A Justiça de Minas Gerais decidiu nesta quarta-feira (28) que Renê da Silva Nogueira Júnior será submetido a júri popular pelo homicídio do gari Laudemir de Souza Fernandes, morto durante o serviço de coleta de lixo em Belo Horizonte.
A decisão foi assinada pela juíza Ana Carolina Rauen Lopes de Souza, da comarca da capital mineira, que manteve a prisão preventiva do acusado e negou o pedido da defesa para que o processo tramitasse em sigilo.
Além do homicídio, Renê Júnior também foi pronunciado pelo crime de ameaça contra Eledias Aparecida Rodrigues, motorista do caminhão de lixo envolvido na ocorrência.

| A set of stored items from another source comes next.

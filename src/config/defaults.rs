//! Default values and configuration structs with default implementations.

use serde::Deserialize;

use crate::ui::OutputMode;

/// Macro to generate default functions for serde attributes
macro_rules! default_fn {
    ($name:ident, $type:ty, $value:expr) => {
        pub(crate) fn $name() -> $type {
            $value
        }
    };
}

default_fn!(default_true, bool, true);
default_fn!(default_log_level, String, "warn".to_string());

/// How the session renders its output
#[derive(Debug, Clone, PartialEq, Eq, Deserialize)]
pub struct OutputConfig {
    /// `human` (default) or `json`
    #[serde(default)]
    pub format: OutputMode,
    /// Colour status prefixes when stdout is a terminal (default: true)
    #[serde(default = "default_true")]
    pub color: bool,
}

impl Default for OutputConfig {
    fn default() -> Self {
        Self {
            format: OutputMode::default(),
            color: default_true(),
        }
    }
}

/// Diagnostic logging written to stderr
#[derive(Debug, Clone, PartialEq, Eq, Deserialize)]
pub struct LoggingConfig {
    /// Lowest level emitted unless `RUST_LOG` is set (default: warn)
    #[serde(default = "default_log_level")]
    pub level: String,
}

impl Default for LoggingConfig {
    fn default() -> Self {
        Self {
            level: default_log_level(),
        }
    }
}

O réu ainda pode recorrer da decisão. Caso a pronúncia seja confirmada em segunda instância pelo Tribunal de Justiça de Minas Gerais (TJMG), o julgamento pelo Tribunal do Júri será agendado.
Relembre o caso
De acordo com o boletim de ocorrência, o crime aconteceu por volta das 9h do dia 11 de agosto de 2025, na Rua Modestina de Souza, no bairro Vista Alegre, na Região Oeste de Belo Horizonte.
Renê conduzia um carro da marca BYD, de cor cinza, no sentido contrário da via, quando se irritou com o caminhão de coleta de lixo, alegando que o veículo atrapalhava o trânsito.
Armado, ele apontou a arma para a motorista e fez ameaças, dizendo que iria atirar no rosto dela. Em seguida, ultrapassou o caminhão, parou o carro, desceu com a arma em mãos, deixou o carregador cair, recolocou-o e efetuou disparos contra o gari.
O tiro atingiu a região das costelas do lado direito, atravessou o corpo e ficou alojado no antebraço esquerdo da vítima. Laudemir não resistiu aos ferimentos e morreu.
Renê da Silva Nogueira Júnior foi preso horas depois, ao chegar a uma academia em Belo Horizonte.